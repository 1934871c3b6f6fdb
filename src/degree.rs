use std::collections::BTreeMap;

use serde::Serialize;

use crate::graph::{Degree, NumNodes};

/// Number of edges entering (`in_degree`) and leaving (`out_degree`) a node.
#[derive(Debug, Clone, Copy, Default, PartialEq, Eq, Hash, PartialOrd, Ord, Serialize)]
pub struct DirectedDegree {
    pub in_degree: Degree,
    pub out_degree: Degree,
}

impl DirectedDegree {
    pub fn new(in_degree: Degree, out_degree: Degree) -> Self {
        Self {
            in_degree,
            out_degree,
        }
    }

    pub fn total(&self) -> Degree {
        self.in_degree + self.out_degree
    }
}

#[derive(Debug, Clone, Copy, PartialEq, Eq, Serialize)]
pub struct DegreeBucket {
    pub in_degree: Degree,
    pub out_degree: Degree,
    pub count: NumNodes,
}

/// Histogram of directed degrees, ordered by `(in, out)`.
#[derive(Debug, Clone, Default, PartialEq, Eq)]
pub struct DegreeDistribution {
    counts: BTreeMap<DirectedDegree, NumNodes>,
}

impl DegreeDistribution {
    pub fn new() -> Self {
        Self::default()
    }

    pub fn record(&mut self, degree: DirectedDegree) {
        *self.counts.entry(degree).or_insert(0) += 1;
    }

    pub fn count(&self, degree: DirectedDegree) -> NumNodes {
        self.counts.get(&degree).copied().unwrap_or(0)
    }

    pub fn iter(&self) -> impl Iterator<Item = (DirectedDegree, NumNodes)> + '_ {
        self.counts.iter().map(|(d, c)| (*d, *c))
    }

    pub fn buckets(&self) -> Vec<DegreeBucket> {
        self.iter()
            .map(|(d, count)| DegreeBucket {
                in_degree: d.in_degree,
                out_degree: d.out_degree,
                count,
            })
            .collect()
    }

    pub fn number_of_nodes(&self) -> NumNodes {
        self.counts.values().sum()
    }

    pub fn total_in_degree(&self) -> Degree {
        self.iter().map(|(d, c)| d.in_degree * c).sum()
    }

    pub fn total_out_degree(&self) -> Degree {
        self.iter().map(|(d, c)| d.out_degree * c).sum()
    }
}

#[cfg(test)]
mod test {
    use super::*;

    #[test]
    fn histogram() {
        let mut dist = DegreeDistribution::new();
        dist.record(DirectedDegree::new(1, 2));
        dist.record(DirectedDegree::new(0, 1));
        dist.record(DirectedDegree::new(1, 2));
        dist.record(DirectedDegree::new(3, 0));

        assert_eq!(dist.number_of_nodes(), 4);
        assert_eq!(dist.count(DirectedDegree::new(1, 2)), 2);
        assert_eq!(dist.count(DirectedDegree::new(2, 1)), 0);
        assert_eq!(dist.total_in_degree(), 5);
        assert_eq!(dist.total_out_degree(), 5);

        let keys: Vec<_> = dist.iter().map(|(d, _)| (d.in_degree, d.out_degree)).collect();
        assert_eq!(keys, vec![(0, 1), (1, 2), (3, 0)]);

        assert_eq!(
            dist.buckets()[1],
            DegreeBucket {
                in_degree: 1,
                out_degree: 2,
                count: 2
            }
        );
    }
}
-=-=-
» What this task involves: Find the word "derive" in the entries above, then copy each line that holds it.

» Response to this task:
#[derive(Debug, Clone, Copy, Default, PartialEq, Eq, Hash, PartialOrd, Ord, Serialize)]
#[derive(Debug, Clone, Copy, PartialEq, Eq, Serialize)]
#[derive(Debug, Clone, Default, PartialEq, Eq)]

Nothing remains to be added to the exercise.